What's the Biggest TV Size for Homes vs. Stadiums?

By: Nathan Chandler & Yara Simón  | 
The more display technology evolves, the larger TVs seem to get. lechatnoir / Getty Images

Big TVs can make for a truly immersive viewing experience, but there are levels to what big means. In your home, a large TV can take up a large portion of real estate; in a stadium, they can make any seat a good seat.

Read on to learn about the biggest TV size for consumer use, as well as the largest screens you can find at a stadium.


The Growth of HDTVs

High-definition TVs (HDTVs) provide higher resolution than their predecessors. They have wider aspect ratios, similar to that of a movie screen. Since high-definition TVs (HDTVs) started becoming more affordable — and HD-quality content more common — larger versions of these devices have exploded in popularity.

But the marked increase in clarity and color makes a lot of TV owners wonder, "Wow, if it looks this great on a 42-inch HDTV, I wonder how it would look on a TV three times as big?"

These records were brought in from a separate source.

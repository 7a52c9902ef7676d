//! Registered companies whose names collide with the brand.

use std::collections::HashSet;
use std::sync::OnceLock;

use markscout_common::{CompanyConflict, CompanyStatus, RiskLevel};
use regex::Regex;

use super::{canonical_order, extract_industry_from_text, BrandMatcher, HitView};
use crate::models::SearchHit;

const COMPANY_KEYWORDS: &[&str] = &[
    "private limited",
    "pvt ltd",
    "limited",
    "llp",
    "incorporated",
    "company",
    "enterprises",
    "corporation",
];

const INDIAN_STATES: &[(&str, &str)] = &[
    ("maharashtra", "Maharashtra"),
    ("delhi", "Delhi"),
    ("karnataka", "Karnataka"),
    ("tamil nadu", "Tamil Nadu"),
    ("telangana", "Telangana"),
    ("gujarat", "Gujarat"),
    ("west bengal", "West Bengal"),
    ("rajasthan", "Rajasthan"),
    ("kerala", "Kerala"),
    ("andhra pradesh", "Andhra Pradesh"),
];

/// Extract company conflicts, deduplicated case-insensitively by name.
pub fn extract_company_conflicts(hits: &[SearchHit], brand_name: &str) -> Vec<CompanyConflict> {
    let matcher = BrandMatcher::new(brand_name);
    let mut seen: HashSet<String> = HashSet::new();
    let mut conflicts = Vec::new();

    for view in canonical_order(hits) {
        if !matcher.is_relevant(&view) || !view.contains_any(COMPANY_KEYWORDS) {
            continue;
        }
        let Some(name) = company_name(&view.hit.title) else { continue };
        if !seen.insert(name.to_lowercase()) {
            continue;
        }

        let risk_level = if matcher.occurs_in(&name) {
            RiskLevel::High
        } else {
            RiskLevel::Medium
        };

        conflicts.push(CompanyConflict {
            cin: cin(&view),
            status: company_status(&view),
            incorporation_date: None,
            industry: extract_industry_from_text(&view.hit.snippet),
            state: state(&view),
            source: source_for_url(&view.hit.url).to_string(),
            overlap_analysis: None,
            risk_level,
            url: Some(view.hit.url.clone()),
            name,
        });
    }
    conflicts
}

/// Corporate Identification Number, e.g. `U72900MH2015PTC123456`.
fn cin(view: &HitView<'_>) -> Option<String> {
    static RE: OnceLock<Regex> = OnceLock::new();
    let re = RE.get_or_init(|| Regex::new(r"(?i)[UL]\d{5}[A-Z]{2}\d{4}[A-Z]{3}\d{6}").unwrap());
    let raw = format!("{} {}", view.hit.title, view.hit.snippet);
    re.find(&raw).map(|m| m.as_str().to_string())
}

/// Capitalised words followed by a legal-entity suffix, matched on the
/// title. Returns the whole match including the suffix.
fn company_name(title: &str) -> Option<String> {
    static SUFFIXED: OnceLock<Regex> = OnceLock::new();
    static GENERIC: OnceLock<Regex> = OnceLock::new();

    let suffixed = SUFFIXED.get_or_init(|| {
        Regex::new(
            r"(?i)([A-Z][a-zA-Z]+(?:\s+[A-Z][a-zA-Z]+)*)\s+(?:Private Limited|Pvt\.?\s*Ltd\.?|Limited|LLP|Inc\.?)",
        )
        .unwrap()
    });
    let generic = GENERIC.get_or_init(|| {
        Regex::new(r"(?i)([A-Z][a-zA-Z]+(?:\s+[A-Z][a-zA-Z]+)*)\s+(?:Enterprises|Corporation|Company)")
            .unwrap()
    });

    [suffixed, generic]
        .into_iter()
        .find_map(|re| re.find(title))
        .map(|m| m.as_str().trim().to_string())
}

fn company_status(view: &HitView<'_>) -> CompanyStatus {
    let text = &view.combined;
    if text.contains("dissolved") || text.contains("struck off") {
        CompanyStatus::Dissolved
    } else if text.contains("inactive") {
        CompanyStatus::Inactive
    } else if text.contains("active") {
        CompanyStatus::Active
    } else {
        CompanyStatus::Unknown
    }
}

fn state(view: &HitView<'_>) -> Option<String> {
    INDIAN_STATES
        .iter()
        .find(|(needle, _)| view.combined.contains(needle))
        .map(|(_, label)| label.to_string())
}

fn source_for_url(url: &str) -> &'static str {
    if url.contains("tofler.in") {
        "Tofler"
    } else if url.contains("zaubacorp") {
        "Zauba Corp"
    } else if url.contains("mca.gov.in") {
        "MCA"
    } else {
        "Web Search"
    }
}
//! SearxNG JSON API client.
//!
//! Endpoint: {base_url}/search?q={query}&format=json
//! The instance must have the `json` output format enabled.

use std::time::Duration;

use async_trait::async_trait;
use markscout_common::sandbox::SandboxClient as Client;
use tracing::{debug, instrument};

use crate::models::RawHit;
use super::SearchProvider;

const PROVIDER_NAME: &str = "SearxNG";

pub struct SearxngClient {
    client: Client,
    base_url: String,
}

impl SearxngClient {
    pub fn new(base_url: &str, timeout: Duration) -> anyhow::Result<Self> {
        let mut client = Client::with_timeout(timeout)?;
        client.allow_url_host(base_url)?;
        Ok(Self {
            client,
            base_url: base_url.trim_end_matches('/').to_string(),
        })
    }
}

#[async_trait]
impl SearchProvider for SearxngClient {
    fn name(&self) -> &str {
        PROVIDER_NAME
    }

    #[instrument(skip(self))]
    async fn search(&self, query: &str, max_results: usize) -> anyhow::Result<Vec<RawHit>> {
        let url = format!("{}/search", self.base_url);
        let resp = self.client
            .get(&url)?
            .query(&[("q", query), ("format", "json")])
            .send()
            .await?
            .error_for_status()?
            .json::<serde_json::Value>()
            .await?;

        let hits = results_to_hits(&resp, max_results);
        debug!(n = hits.len(), "SearxNG search results");
        Ok(hits)
    }
}

// ── Conversion ─────────────────────────────────────────────────────────────

fn results_to_hits(body: &serde_json::Value, max_results: usize) -> Vec<RawHit> {
    body["results"]
        .as_array()
        .map(|results| {
            results
                .iter()
                .filter_map(|r| {
                    let url = r["url"].as_str()?.to_string();
                    Some(RawHit {
                        title: r["title"].as_str().unwrap_or("").to_string(),
                        url,
                        snippet: r["content"].as_str().unwrap_or("").to_string(),
                        source: PROVIDER_NAME.to_string(),
                    })
                })
                .take(max_results)
                .collect()
        })
        .unwrap_or_default()
}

You may think that's an exaggeration, but it's not. What if you really could watch HD-quality movies on a screen as big as your garage door?

3 Huge HDTVS for Personal Use

Here are a few examples of just how big TVs can get.

1. The Select-a-size TV

Samsung's The Wall is a modular MicroLED TV that can be as big as 292 inches (741.7 centimeters). Each cube measures 36 inches (91.4 centimeters) diagonally.


You can also create TVs that are 75 inches (190.5 centimeters), 146 (370.8 centimeters) and 219 inches (556.3 centimeters) — essentially ranging from a sizable to massive TV screen.

"A modular form factor allows The Wall’s size, shape and ratio to be customized to your spatial and aesthetic needs," according to Samsung. "Whether it’s a spacious lobby or a private home theater, The Wall gives creative freedom to make optimal use of any space."

2. A 150-inch HDTV

This 150-inch HDTV was shown at the 2008 Consumer Electronics Show.
David Paul Morris/Getty Images

At the 2008 Consumer Electronics Show in Las Vegas, Nev., Panasonic unveiled its enormous, 150-inch (381-cm) plasma unit. Also known as the Life Screen, this HDTV is around 11 feet (3.4 meters) wide.

Sound too big for your house? Well, perhaps you can tilt it to get it in the door. While they have huge screen sizes, they are only 1 inch (2.5 centimeters) thick [source: Fermoso].

3. A Big Portable HDTV

But what if you want a really huge HDTV that you can take to a friend's house, even if that friend lives 2,000 miles (3,219 kilometers) away? Well in that case you'd want to check out the iCONIC 100 HDTV, a 42 x 24-foot (12.8 x 7.3-meter) HDTV that's portable — thanks to the semi-trailer on which it rests.

The iCONIC 100 has 1,008 square feet (93.7 square meters) of display area. You can also measure the screen's diagonal size as you would for a computer monitor. The specs? About 48 feet, or 14.6 meters. There's so much hardware in this unit that it weighs in at 72,000 pounds (32.7 metric tons) [source: ADI].

As if that's not impressive enough, this HDTV requires a built-in generator so as not to tax its clients' electrical systems. It also rotates 360 degrees so that it's always facing the crowd.

If you opted to rent this portable unit from ADI, you'd find that its crew can set up the TV less than 30 minutes, and that there's a full production room built into the trailer, too.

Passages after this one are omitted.